Multidimensional array

In this module, we will cover
  • How multidimensional arrays are declared?
  • How two-dimensional arrays are initialized, accessed, and modified?
  • Memory allocation - row-major order and column-major order
A multidimensional array of dimension n is a collection of similar items where each item is an array of dimension n-1
Ex: The four-dimensional array is a collection of three-dimensional arrays

Declaration of a multidimensional array

Syntax 

data_type array_name[dim1][dim2]...[dimN];
where dim1, dim2, ... , dimN are the dimensions of the array

Example

int X[5][4][6][2];

Two-dimensional array: a special case of the multidimensional array

From now onward we will understand multidimensional array with the help of two-dimensional array which is the simplest form of the multidimensional array having two dimensions.
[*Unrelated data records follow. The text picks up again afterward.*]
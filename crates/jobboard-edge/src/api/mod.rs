//! HTTP surface of the edge server

pub mod error;
pub mod handlers;

use axum::{
    middleware,
    routing::{get, post},
    Json, Router,
};
use serde::Serialize;
use std::sync::Arc;
use tower_http::trace::TraceLayer;

use crate::gate::edge_gate;
use handlers::AppState;

/// Health check response
#[derive(Serialize)]
pub struct HealthResponse {
    pub status: String,
    pub version: String,
}

/// Health check endpoint
///
/// GET /health
pub async fn health() -> Json<HealthResponse> {
    Json(HealthResponse {
        status: "ok".into(),
        version: env!("CARGO_PKG_VERSION").into(),
    })
}

/// Create the router
///
/// The edge gate wraps every route and acts only on the configured
/// protected paths.
pub fn create_router(state: Arc<AppState>) -> Router {
    let mut router = Router::new()
        .route("/health", get(health))
        // Pages
        .route("/", get(handlers::home))
        .route("/jobs", get(handlers::jobs))
        .route("/newJob", get(handlers::new_job))
        .route("/loginRequired", get(handlers::login_required))
        // Identity session
        .route("/api/auth/session", get(handlers::get_session))
        .route("/api/auth/signout", post(handlers::sign_out));

    if state.config.allow_mock_sign_in {
        router = router.route("/api/auth/callback/mock", post(handlers::mock_callback));
    }

    router
        .layer(middleware::from_fn_with_state(state.gate.clone(), edge_gate))
        .layer(TraceLayer::new_for_http())
        .with_state(state)
}
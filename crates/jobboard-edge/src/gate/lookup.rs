//! Authoritative session lookup used by the gate

use async_trait::async_trait;
use reqwest::header::{CACHE_CONTROL, COOKIE};
use serde::Deserialize;
use std::time::Duration;
use thiserror::Error;
use tracing::debug;

/// Failure to confirm a session; the gate treats every variant as a deny
#[derive(Error, Debug)]
pub enum SessionValidationError {
    #[error("Session endpoint unreachable: {0}")]
    Unreachable(String),

    #[error("Session endpoint answered {0}")]
    Status(u16),

    #[error("Session endpoint returned malformed body: {0}")]
    Malformed(String),
}

impl From<reqwest::Error> for SessionValidationError {
    fn from(err: reqwest::Error) -> Self {
        if let Some(status) = err.status() {
            SessionValidationError::Status(status.as_u16())
        } else if err.is_decode() {
            SessionValidationError::Malformed(err.to_string())
        } else {
            SessionValidationError::Unreachable(err.to_string())
        }
    }
}

/// The part of the session response the gate cares about
#[derive(Debug, Clone, Default, Deserialize)]
pub struct SessionSnapshot {
    /// ISO-8601 session expiry; absent for unauthenticated sessions
    #[serde(default)]
    pub expires: Option<String>,
}

#[async_trait]
pub trait SessionLookup: Send + Sync {
    /// Ask the identity-session endpoint about the session in `cookie_header`
    async fn lookup(&self, cookie_header: &str) -> Result<SessionSnapshot, SessionValidationError>;
}

/// Looks sessions up over HTTP, forwarding the browser's cookies
pub struct HttpSessionLookup {
    client: reqwest::Client,
    endpoint: String,
}

impl HttpSessionLookup {
    pub fn new(endpoint: impl Into<String>) -> Result<Self, SessionValidationError> {
        let client = reqwest::Client::builder()
            .timeout(Duration::from_secs(5))
            .build()?;
        Ok(Self {
            client,
            endpoint: endpoint.into(),
        })
    }
}

#[async_trait]
impl SessionLookup for HttpSessionLookup {
    async fn lookup(&self, cookie_header: &str) -> Result<SessionSnapshot, SessionValidationError> {
        debug!(endpoint = %self.endpoint, "Confirming session");
        let snapshot = self
            .client
            .get(&self.endpoint)
            .header(COOKIE, cookie_header)
            .header(CACHE_CONTROL, "no-store")
            .send()
            .await?
            .error_for_status()?
            .json::<SessionSnapshot>()
            .await?;
        Ok(snapshot)
    }
}
//! Identity bridge - routes provider profiles to handlers

use serde_json::Value;
use std::collections::HashMap;
use std::sync::Arc;
use tracing::{info, warn};

use crate::error::{BridgeError, Result};
use crate::types::{ProviderKind, VerifiedIdentity};

/// Trait for profile handlers
///
/// Each handler understands one provider's profile shape and decides
/// whether the profile is acceptable for sign-in.
pub trait ProfileHandler: Send + Sync {
    /// The provider this handler processes
    fn provider(&self) -> ProviderKind;

    /// Normalise a raw profile, refusing it when required fields are missing
    ///
    /// # Arguments
    /// * `profile` - Provider profile as returned by the OAuth exchange
    ///
    /// # Returns
    /// * `Ok(VerifiedIdentity)` - Identity allowed to sign in
    /// * `Err(BridgeError)` - If the profile lacks a subject or email
    fn verify(&self, profile: &Value) -> Result<VerifiedIdentity>;

    /// Get a description of this handler (for logging)
    fn description(&self) -> &str {
        "profile handler"
    }
}

/// Routes profiles to the handler registered for their provider
///
/// Providers without a registered handler cannot sign in.
pub struct IdentityBridge {
    handlers: HashMap<ProviderKind, Arc<dyn ProfileHandler>>,
}

impl IdentityBridge {
    pub fn new() -> Self {
        Self {
            handlers: HashMap::new(),
        }
    }

    /// Register a profile handler
    pub fn register_handler<H: ProfileHandler + 'static>(&mut self, handler: H) {
        let provider = handler.provider();
        info!(
            provider = %provider,
            description = handler.description(),
            "Registered profile handler"
        );
        self.handlers.insert(provider, Arc::new(handler));
    }

    pub fn has_handler(&self, provider: ProviderKind) -> bool {
        self.handlers.contains_key(&provider)
    }

    pub fn providers(&self) -> Vec<ProviderKind> {
        self.handlers.keys().copied().collect()
    }

    /// Decide whether a profile may sign in
    ///
    /// # Arguments
    /// * `provider` - Provider that produced the profile
    /// * `profile` - Raw provider profile
    ///
    /// # Returns
    /// * `Ok(VerifiedIdentity)` - Normalised identity for the session
    /// * `Err(BridgeError)` - If no handler is registered or the profile is refused
    pub fn sign_in(&self, provider: ProviderKind, profile: &Value) -> Result<VerifiedIdentity> {
        let handler = self.handlers.get(&provider).ok_or_else(|| {
            warn!(provider = %provider, "No handler for identity provider");
            BridgeError::UnknownProvider(provider.to_string())
        })?;

        let result = handler.verify(profile);

        match &result {
            Ok(identity) => {
                info!(provider = %provider, sub = %identity.subject, "Sign-in accepted");
            }
            Err(e) => {
                warn!(provider = %provider, error = %e, "Sign-in refused");
            }
        }

        result
    }
}

impl Default for IdentityBridge {
    fn default() -> Self {
        Self::new()
    }
}

/// Builder for creating an IdentityBridge with handlers
pub struct IdentityBridgeBuilder {
    bridge: IdentityBridge,
}

impl IdentityBridgeBuilder {
    pub fn new() -> Self {
        Self {
            bridge: IdentityBridge::new(),
        }
    }

    pub fn with_handler<H: ProfileHandler + 'static>(mut self, handler: H) -> Self {
        self.bridge.register_handler(handler);
        self
    }

    pub fn build(self) -> IdentityBridge {
        self.bridge
    }
}

impl Default for IdentityBridgeBuilder {
    fn default() -> Self {
        Self::new()
    }
}

/// Read an optional string field, rejecting non-string values
pub(crate) fn string_field(profile: &Value, field: &str) -> Result<Option<String>> {
    match profile.get(field) {
        None | Some(Value::Null) => Ok(None),
        Some(Value::String(s)) if s.trim().is_empty() => Ok(None),
        Some(Value::String(s)) => Ok(Some(s.clone())),
        Some(other) => Err(BridgeError::InvalidProfile(format!(
            "field '{}' should be a string, got {}",
            field, other
        ))),
    }
}
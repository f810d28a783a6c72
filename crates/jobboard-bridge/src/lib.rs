//! Identity Bridge
//!
//! Turns identity-provider profiles into identities that may hold a
//! dashboard session. The OAuth handshake itself is done by the provider
//! library; this crate only sees the resulting profile document.
//!
//! Sign-in is refused when the profile carries no email address.
//!
//! ```ignore
//! use jobboard_bridge::{handlers::*, IdentityBridgeBuilder, ProviderKind};
//!
//! let bridge = IdentityBridgeBuilder::new()
//!     .with_handler(GoogleHandler::new())
//!     .with_handler(GitHubHandler::new())
//!     .build();
//!
//! let identity = bridge.sign_in(ProviderKind::GitHub, &profile)?;
//! ```

pub mod bridge;
pub mod error;
pub mod handlers;
pub mod types;

pub use bridge::{IdentityBridge, IdentityBridgeBuilder, ProfileHandler};
pub use error::{BridgeError, Result};
pub use types::{ProviderKind, VerifiedIdentity};

/// Bridge with every production provider registered
pub fn default_bridge() -> IdentityBridge {
    IdentityBridgeBuilder::new()
        .with_handler(handlers::GoogleHandler::new())
        .with_handler(handlers::GitHubHandler::new())
        .build()
}
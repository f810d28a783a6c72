//! Page placeholders
//!
//! The dashboard UI is rendered elsewhere; these routes exist so the gate has
//! something to protect and deny targets resolve.

use axum::response::Html;

pub async fn home() -> Html<&'static str> {
    Html("<!doctype html><title>Jobs</title><h1>Background jobs</h1>")
}

/// GET /jobs (protected)
pub async fn jobs() -> Html<&'static str> {
    Html("<!doctype html><title>Jobs</title><div id=\"jobs\"></div>")
}

/// GET /newJob (protected)
pub async fn new_job() -> Html<&'static str> {
    Html("<!doctype html><title>New job</title><div id=\"new-job\"></div>")
}

/// GET /loginRequired
pub async fn login_required() -> Html<&'static str> {
    Html("<!doctype html><title>Login required</title><h1>You must login before you can access this feature.</h1>")
}
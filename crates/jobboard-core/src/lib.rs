//! # Jobboard Core
//!
//! Turns a long-lived identity session into a short-lived API credential
//! for the job-processing backend.
//!
//! ## Components
//!
//! - **KeyProvider**: imports the RS256 signing key once and shares it
//! - **TokenMinter**: signs audience-scoped credentials with a fixed TTL
//! - **SessionPipeline**: re-mints credentials before expiry (enrich) and
//!   projects the session for the browser (expose)
//! - **CredentialVerifier**: the backend's view of a credential
//!
//! ## Invariants
//!
//! 1. `exp - iat == ttl_secs` for every minted credential
//! 2. A credential with at least `skew_secs` of validity left is never re-minted
//! 3. A failed re-mint never falls back to the previous credential

pub mod clock;
pub mod config;
pub mod error;
pub mod keys;
pub mod mint;
pub mod refresh;
pub mod types;
pub mod verify;

pub use clock::{Clock, ManualClock, SystemClock};
pub use config::TokenConfig;
pub use error::{AuthError, Result};
pub use keys::{EnvKeySource, KeyProvider, KeySource, PemKeySource, SigningKey};
pub use mint::{CredentialIssuer, TokenMinter};
pub use refresh::{CredentialState, RefreshOutcome, SessionPipeline};
pub use types::{ApiClaims, ApiCredential, ClientSession, IdentitySession, MintRequest, SessionUser};
pub use verify::CredentialVerifier;

/// Library version
pub const VERSION: &str = env!("CARGO_PKG_VERSION");
//! Jobboard Edge Server
//!
//! Fronts the job dashboard. It:
//! - Gates protected pages on a confirmed identity session
//! - Serves the identity-session endpoint, re-minting the backend API
//!   credential when it nears expiry
//! - Keeps the session in a signed cookie
//!
//! ## API Endpoints
//!
//! - `GET /health` - Liveness check
//! - `GET /api/auth/session` - Current session with API credential
//! - `POST /api/auth/signout` - Clear the session cookie
//! - `POST /api/auth/callback/mock` - Mock sign-in (development only)
//!
//! ## Pages
//!
//! - `/`, `/loginRequired` - Public
//! - `/jobs`, `/newJob` - Gated

pub mod api;
pub mod config;
pub mod gate;
pub mod session;

pub use api::create_router;
pub use api::handlers::AppState;
pub use config::{ConfigError, EdgeConfig};
pub use gate::{EdgeGate, GateDecision, HttpSessionLookup, SessionLookup};
pub use session::{SessionCodec, SessionService};

use jobboard_bridge::{handlers::MockHandler, IdentityBridge};
use jobboard_core::{KeyProvider, SessionPipeline, TokenMinter};
use std::sync::Arc;

/// Wire the application state from its configuration
///
/// The key provider is passed in so callers decide where key material comes
/// from; it is not touched until the first credential is minted.
pub fn build_state(
    config: EdgeConfig,
    keys: Arc<KeyProvider>,
    lookup: Arc<dyn SessionLookup>,
) -> AppState {
    let minter = TokenMinter::new(keys, config.token.clone());
    let pipeline = Arc::new(SessionPipeline::new(Arc::new(minter), &config.token));

    let sessions = SessionService::new(
        SessionCodec::new(config.session_secret.as_bytes()),
        pipeline,
        session::CookieSettings {
            secure: config.secure_cookies,
            max_age_secs: config.session_max_age_secs,
        },
    );

    let mut bridge: IdentityBridge = jobboard_bridge::default_bridge();
    if config.allow_mock_sign_in {
        bridge.register_handler(MockHandler::new());
    }

    let gate = Arc::new(EdgeGate::new(
        lookup,
        config.protected_paths.clone(),
        &config.login_path,
        &config.callback_url,
    ));

    AppState {
        sessions,
        bridge,
        gate,
        config,
    }
}
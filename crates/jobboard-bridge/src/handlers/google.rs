//! Google OpenID Connect profile handler
//!
//! The handshake requests `openid email profile`, so the profile is the
//! standard OIDC userinfo document.

use serde_json::Value;

use crate::bridge::{string_field, ProfileHandler};
use crate::error::{BridgeError, Result};
use crate::types::{ProviderKind, VerifiedIdentity};

#[derive(Debug, Default, Clone)]
pub struct GoogleHandler;

impl GoogleHandler {
    pub fn new() -> Self {
        Self
    }
}

impl ProfileHandler for GoogleHandler {
    fn provider(&self) -> ProviderKind {
        ProviderKind::Google
    }

    fn description(&self) -> &str {
        "Google OIDC handler"
    }

    fn verify(&self, profile: &Value) -> Result<VerifiedIdentity> {
        if !profile.is_object() {
            return Err(BridgeError::InvalidProfile("profile is not an object".into()));
        }

        let subject = string_field(profile, "sub")?
            .ok_or_else(|| BridgeError::MissingSubject(self.provider().to_string()))?;
        let email = string_field(profile, "email")?
            .ok_or_else(|| BridgeError::MissingEmail(self.provider().to_string()))?;

        let mut identity = VerifiedIdentity::new(self.provider(), subject, email);
        if let Some(name) = string_field(profile, "name")? {
            identity = identity.with_name(name);
        }
        if let Some(picture) = string_field(profile, "picture")? {
            identity = identity.with_image(picture);
        }

        Ok(identity)
    }
}
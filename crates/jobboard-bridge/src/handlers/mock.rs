//! Mock profile handler
//!
//! Accepts `{ "sub": ..., "email": ..., "name"?: ..., "image"?: ... }`.
//! For local development and tests only.

use serde_json::Value;

use crate::bridge::{string_field, ProfileHandler};
use crate::error::{BridgeError, Result};
use crate::types::{ProviderKind, VerifiedIdentity};

#[derive(Debug, Default, Clone)]
pub struct MockHandler;

impl MockHandler {
    pub fn new() -> Self {
        Self
    }
}

impl ProfileHandler for MockHandler {
    fn provider(&self) -> ProviderKind {
        ProviderKind::Mock
    }

    fn description(&self) -> &str {
        "mock handler"
    }

    fn verify(&self, profile: &Value) -> Result<VerifiedIdentity> {
        let subject = string_field(profile, "sub")?
            .ok_or_else(|| BridgeError::MissingSubject("mock".into()))?;
        let email = string_field(profile, "email")?
            .ok_or_else(|| BridgeError::MissingEmail("mock".into()))?;

        let mut identity = VerifiedIdentity::new(ProviderKind::Mock, subject, email);
        if let Some(name) = string_field(profile, "name")? {
            identity = identity.with_name(name);
        }
        if let Some(image) = string_field(profile, "image")? {
            identity = identity.with_image(image);
        }
        Ok(identity)
    }
}
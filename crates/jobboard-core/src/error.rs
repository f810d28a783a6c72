//! Error types for credential minting and verification

use thiserror::Error;

/// Result type alias using AuthError
pub type Result<T> = std::result::Result<T, AuthError>;

/// Errors that can occur while minting, refreshing or verifying API credentials
#[derive(Error, Debug)]
pub enum AuthError {
    /// Signing key material is missing or malformed
    #[error("Key import failed: {0}")]
    KeyImport(String),

    /// The signing operation itself failed
    #[error("Token mint failed: {0}")]
    TokenMint(String),

    /// Credential failed signature, issuer, audience or format checks
    #[error("Invalid credential: {0}")]
    InvalidCredential(String),

    /// Credential is past its expiry
    #[error("Credential expired")]
    CredentialExpired,

    /// Token configuration is inconsistent
    #[error("Invalid token configuration: {0}")]
    InvalidConfig(String),

    /// Serialization error
    #[error("Serialization error: {0}")]
    Serialization(String),
}

impl AuthError {
    /// Whether this error came from the key provider
    pub fn is_key_import(&self) -> bool {
        matches!(self, AuthError::KeyImport(_))
    }
}

impl From<jsonwebtoken::errors::Error> for AuthError {
    fn from(err: jsonwebtoken::errors::Error) -> Self {
        use jsonwebtoken::errors::ErrorKind;
        match err.kind() {
            ErrorKind::ExpiredSignature => AuthError::CredentialExpired,
            ErrorKind::InvalidRsaKey(_) | ErrorKind::InvalidKeyFormat => {
                AuthError::KeyImport(err.to_string())
            }
            ErrorKind::Json(_) => AuthError::Serialization(err.to_string()),
            _ => AuthError::InvalidCredential(err.to_string()),
        }
    }
}

impl From<serde_json::Error> for AuthError {
    fn from(err: serde_json::Error) -> Self {
        AuthError::Serialization(err.to_string())
    }
}
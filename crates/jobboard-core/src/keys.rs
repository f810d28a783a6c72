//! Signing key provider
//!
//! Loads the RS256 private key once and hands the same handle to every
//! caller for the lifetime of the provider. Concurrent first calls wait on
//! the single in-flight import. A failed import leaves the provider empty so
//! the next call retries.

use async_trait::async_trait;
use jsonwebtoken::{encode, Algorithm, EncodingKey, Header};
use std::fmt;
use std::sync::Arc;
use tokio::sync::OnceCell;
use tracing::{debug, info, warn};

use crate::error::{AuthError, Result};

/// Environment variable holding the PKCS8 PEM private key
pub const PRIVATE_KEY_ENV: &str = "API_JWT_PRIVATE_KEY";

/// Where PEM key material comes from
#[async_trait]
pub trait KeySource: Send + Sync {
    /// Fetch the PEM-encoded private key
    async fn load(&self) -> Result<String>;

    /// Short description for logging
    fn description(&self) -> &str {
        "key source"
    }
}

/// Reads key material from an environment variable
#[derive(Debug, Clone)]
pub struct EnvKeySource {
    var: String,
}

impl EnvKeySource {
    pub fn new(var: impl Into<String>) -> Self {
        Self { var: var.into() }
    }
}

impl Default for EnvKeySource {
    fn default() -> Self {
        Self::new(PRIVATE_KEY_ENV)
    }
}

#[async_trait]
impl KeySource for EnvKeySource {
    async fn load(&self) -> Result<String> {
        match std::env::var(&self.var) {
            Ok(value) if !value.trim().is_empty() => Ok(value),
            Ok(_) => Err(AuthError::KeyImport(format!("{} is empty", self.var))),
            Err(_) => Err(AuthError::KeyImport(format!("{} is not set", self.var))),
        }
    }

    fn description(&self) -> &str {
        &self.var
    }
}

/// Key material held in memory
#[derive(Clone)]
pub struct PemKeySource {
    pem: String,
}

impl PemKeySource {
    pub fn new(pem: impl Into<String>) -> Self {
        Self { pem: pem.into() }
    }
}

#[async_trait]
impl KeySource for PemKeySource {
    async fn load(&self) -> Result<String> {
        Ok(self.pem.clone())
    }

    fn description(&self) -> &str {
        "inline pem"
    }
}

/// Imported private key plus the key id advertised in token headers
pub struct SigningKey {
    kid: String,
    encoding_key: EncodingKey,
}

impl SigningKey {
    /// Parse a PKCS8 (or PKCS1) PEM RSA private key
    ///
    /// A probe signature is produced so that structurally broken keys fail
    /// here rather than at first mint.
    pub fn from_pem(kid: impl Into<String>, pem: &str) -> Result<Self> {
        let pem = normalize_pem(pem);
        let encoding_key = EncodingKey::from_rsa_pem(pem.as_bytes())
            .map_err(|e| AuthError::KeyImport(e.to_string()))?;

        encode(
            &Header::new(Algorithm::RS256),
            &serde_json::json!({ "probe": true }),
            &encoding_key,
        )
        .map_err(|e| AuthError::KeyImport(format!("key cannot sign: {}", e)))?;

        Ok(Self {
            kid: kid.into(),
            encoding_key,
        })
    }

    pub fn kid(&self) -> &str {
        &self.kid
    }

    pub fn algorithm(&self) -> Algorithm {
        Algorithm::RS256
    }

    pub(crate) fn encoding_key(&self) -> &EncodingKey {
        &self.encoding_key
    }
}

impl fmt::Debug for SigningKey {
    fn fmt(&self, f: &mut fmt::Formatter<'_>) -> fmt::Result {
        f.debug_struct("SigningKey")
            .field("kid", &self.kid)
            .field("alg", &"RS256")
            .finish_non_exhaustive()
    }
}

/// Environment values often carry the PEM with literal `\n` sequences
fn normalize_pem(pem: &str) -> String {
    pem.trim().replace("\\n", "\n")
}

/// Initialize-once owner of the signing key
pub struct KeyProvider {
    source: Arc<dyn KeySource>,
    kid: String,
    key: OnceCell<Arc<SigningKey>>,
}

impl KeyProvider {
    pub fn new(source: Arc<dyn KeySource>, kid: impl Into<String>) -> Self {
        Self {
            source,
            kid: kid.into(),
            key: OnceCell::new(),
        }
    }

    /// Provider backed by [`PRIVATE_KEY_ENV`]
    pub fn from_env(kid: impl Into<String>) -> Self {
        Self::new(Arc::new(EnvKeySource::default()), kid)
    }

    /// Provider backed by an in-memory PEM string
    pub fn from_pem(pem: impl Into<String>, kid: impl Into<String>) -> Self {
        Self::new(Arc::new(PemKeySource::new(pem)), kid)
    }

    /// Get the signing key, importing it on first use
    pub async fn signing_key(&self) -> Result<Arc<SigningKey>> {
        if let Some(key) = self.key.get() {
            return Ok(Arc::clone(key));
        }

        let key = self.key.get_or_try_init(|| self.import()).await?;
        Ok(Arc::clone(key))
    }

    /// Whether the key has been imported
    pub fn is_loaded(&self) -> bool {
        self.key.initialized()
    }

    async fn import(&self) -> Result<Arc<SigningKey>> {
        debug!(source = self.source.description(), "Importing signing key");

        let pem = self.source.load().await.inspect_err(|e| {
            warn!(source = self.source.description(), error = %e, "Signing key unavailable");
        })?;

        let key = SigningKey::from_pem(&self.kid, &pem).inspect_err(|e| {
            warn!(source = self.source.description(), error = %e, "Signing key rejected");
        })?;

        info!(kid = %self.kid, "Signing key imported");
        Ok(Arc::new(key))
    }
}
The first dimension refers to the number of rows and the second dimension refers to the number of columns. 2 D arrays are processed using two loops.

Two-dimensional arrays are also referred to as the matrix.

Syntax

data_type array_name[row][col];

Example

int X[5][7];



Memory allocation of the two-dimensional array
2 D arrays are processed in one of the two ways:

Row major order : 

first, all the elements of row 1 are processed, then all the elements of row 2, and so on.

If an array has m rows and n columns,
address of X[i][j] = base_address + element_size * [( i - 0 )*n + (j - 0)]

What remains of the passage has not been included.